Lo smart working in modalità semplificata

La diffusione del lavoro agile o smart working nel periodo della pandemia ha sollevato la necessità di una modifica organizzativa delle modalità di lavoro, anche in riferimento alle operazioni di trattamento per la protezione dei dati che provengono dal ricorso alla modalità di lavoro da remoto.

Lo smart working in modalità semplificata – in vigore sino al termine dello stato d’emergenza – ha comportato diverse incertezze dal punto di vista della sicurezza informatica.

Il GDPR

A ciò si unisce l’impatto del Reg. UE 679/2016 (meglio conosciuto come GDPR), che per ben 11 volte accosta il concetto di protezione dati a quello di security.

Il ministro del Lavoro e dello Sviluppo Economico, avvalendosi di un Gruppo di studio “Lavoro agile”, ha inevitabilmente esaminato l’impatto del lavoro agile anche dal punto di vista della protezione dati personali e della sicurezza delle informazioni, imponendo l’adozione di determinate misure.

In prima battuta, l’art. 5 del GDPR prende in considerazione la natura dello strumento utilizzato dal lavoratore per rendere la prestazione lavorativa. La norma lascia alla discrezionalità delle parti la scelta dello strumento e, quindi, la decisione di utilizzare uno strumento aziendale o di proprietà del lavoratore. Si intende da prediligere, tuttavia, la prima opzione.

Il richiamo diffuso alle norme della data protection o protezione dei dati e della “security by design” da parte del datore di lavoro impatta notevolmente sulle operazioni da compiere per la protezione dei dati. Il principio di accountability (responsabilità), che permea l’intero GDPR, impone al Titolare del trattamento di avere il pieno controllo delle operazioni di trattamento svolte.

Solo attraverso un pieno controllo da parte del Titolare sugli strumenti utilizzati dal lavoratore è possibile, infatti, esercitare e accrescere l’accountability richiesta dal GDPR circa la protezione dei dati. Invero, da un punto di vista della sicurezza informatica, gli strumenti aziendali devono preventivamente essere analizzati da parte del Titolare del trattamento affinché lo stesso sia in grado di attuare tutte le misure adeguate ad evitare il rischio informatico che può comportare un data breach (perdita) di dati personali.

Il Protocollo Condiviso

Per tale ragione gli artt. 12 e 13 del Protocollo insistono sull’adozione di misure tecniche e organizzative tese a rafforzare la sicurezza della protezione dei dati, come il ricorso alla crittografia, a politiche di back up e ripristino dati unitamente a politiche volte ad evitare la diffusione di malware, spesso causa di data breach.

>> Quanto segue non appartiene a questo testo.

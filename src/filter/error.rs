//! Filter-specific error types
//!
//! Two families of failure exist for filters:
//!
//! - **`ParseError`**: the filter text or structured document is malformed. This
//!   is fatal to the compile call and no partial expression is returned.
//! - **`EvalError`**: a compiled filter could not be evaluated against one
//!   record (unknown symbol, type mismatch). It is reported per record and never
//!   aborts a search.

use thiserror::Error;

/// Errors raised while compiling filter text or a structured filter
#[derive(Debug, Error, Clone, PartialEq, Eq)]
pub enum ParseError {
    /// A character that cannot start any token
    #[error("Unexpected character '{ch}' at position {pos}")]
    UnexpectedChar { ch: char, pos: usize },

    /// A quoted string without its closing quote
    #[error("Unterminated string starting at position {pos}")]
    UnterminatedString { pos: usize },

    /// A token that does not fit the grammar at this point
    #[error("Unexpected '{found}' at position {pos}, expected {expected}")]
    UnexpectedToken {
        found: String,
        pos: usize,
        expected: &'static str,
    },

    /// Input ended while more tokens were required
    #[error("Unexpected end of filter, expected {0}")]
    UnexpectedEnd(&'static str),

    /// A numeric literal that does not fit in 64 bits
    #[error("Invalid number: {0}")]
    InvalidNumber(String),

    /// A size literal such as `10Q`
    #[error("Invalid size: {0}")]
    InvalidSize(String),

    /// A LIKE/RLIKE pattern that does not compile
    #[error("Invalid pattern: {0}")]
    InvalidRegex(String),

    /// Structured input that is not valid JSON
    #[error("Invalid JSON filter: {0}")]
    InvalidJson(String),

    /// Structured input with the wrong shape
    #[error("Invalid filter structure: {0}")]
    InvalidStructure(String),

    /// An operator name the structured form does not know
    #[error("Unknown operator: {0}")]
    UnknownOperator(String),

    /// A symbol that is not allowed in this context
    #[error("Unknown symbol: {0}")]
    UnknownSymbol(String),

    /// An expression with no structured equivalent
    #[error("Expression cannot be represented as a structured filter: {0}")]
    NotRepresentable(String),
}

/// Errors raised while testing a compiled filter against one record
#[derive(Debug, Error, Clone, PartialEq, Eq)]
pub enum EvalError {
    /// The record has no field with this name
    #[error("Unknown symbol: {0}")]
    UnknownSymbol(String),

    /// Two operands of different kinds were compared
    #[error("Type mismatch in {op}: {left} vs {right}")]
    TypeMismatch {
        op: &'static str,
        left: &'static str,
        right: &'static str,
    },

    /// The operator is not defined for this kind of value
    #[error("Operator {op} is not valid for {kind} values")]
    InvalidOperator { op: &'static str, kind: &'static str },

    /// A pattern computed at evaluation time failed to compile
    #[error("Invalid pattern: {0}")]
    InvalidRegex(String),
}

#[cfg(test)]
#[path = "error_tests.rs"]
mod error_tests;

In questo disegno risulta fondamentale la formazione dei lavoratori sulle modalità di utilizzo degli strumenti, sulle pratiche volte ad evitare il verificarsi del rischio informatico e sulle pratiche da attuare in caso di incidente.

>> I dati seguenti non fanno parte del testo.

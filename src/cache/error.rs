//! Cache-specific error types
//!
//! None of these are fatal to a search. The walker and the archive lister log
//! them and fall back to scanning the filesystem or the archive again.

use thiserror::Error;

#[derive(Debug, Error)]
pub enum CacheError {
    /// Represents a sled database error
    #[error("Cache store error: {0}")]
    SledError(#[from] sled::Error),

    /// Represents a bincode decoding error
    #[error("Error while decoding cache entry: {0}")]
    DecodeError(#[from] bincode::error::DecodeError),

    /// Represents a bincode encoding error
    #[error("Error while encoding cache entry: {0}")]
    EncodeError(#[from] bincode::error::EncodeError),

    /// A stored row that cannot be turned back into a record
    #[error("Invalid cache row: {0}")]
    InvalidRow(String),

    #[error("I/O error: {0}")]
    Io(#[from] std::io::Error),
}

#[cfg(test)]
#[path = "error_tests.rs"]
mod error_tests;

L’art. 4 dello Statuto dei Lavoratori

Il datore di lavoro, altresì, è tenuto a svolgere un’ulteriore analisi circa la natura dello strumento in relazione all’art. 4 Stat. Lav. Si ricorda che le Autorità, nell’ambito dell’applicazione dell’art. 4, c. 2, Stat. Lav., hanno limitato le ipotesi di strumenti di lavoro alle sole situazioni “pure”, in cui lo strumento è effettivamente necessario a rendere la prestazione lavorativa.

Il datore di lavoro deve valutare la natura degli strumenti assegnati ai lavoratori e comprendere se i classici strumenti di lavoro quali hardware, pc o smartphone abbiano applicativi aggiuntivi tali da delineare anche la mera possibilità di controllo.

Ancora il Protocollo

Il Protocollo richiama altresì l’importanza delle policy di cui l’art. 4, c. 3, Stat. Lav., il quale prevede che le informazioni raccolte ai sensi dell’art. 4 Stat. Lav. siano utilizzabili solo se sia data al lavoratore adeguata pubblicità sulle modalità d’uso degli strumenti e su quelle dei controlli.

Le policy in ambito informatico, inoltre, rappresentano strumenti tanto utili quanto indispensabili, soprattutto a causa dei continui mutamenti tecnologici che non sono disciplinati da una legislazione di settore: spetta al Titolare individuare i comportamenti – di volta in volta – idonei alle nuove esigenze dell’organizzazione.

Il Protocollo richiede al datore di lavoro l’attuazione di politiche nel rispetto del principio di “privacy by design e by default” e raccomanda il compimento di una valutazione di impatto ai sensi dell’art. 35 GDPR per la protezione dei dati. Resta fermo l’obbligo di aggiornamento del registro dei trattamenti di cui all’art. 30 GDPR.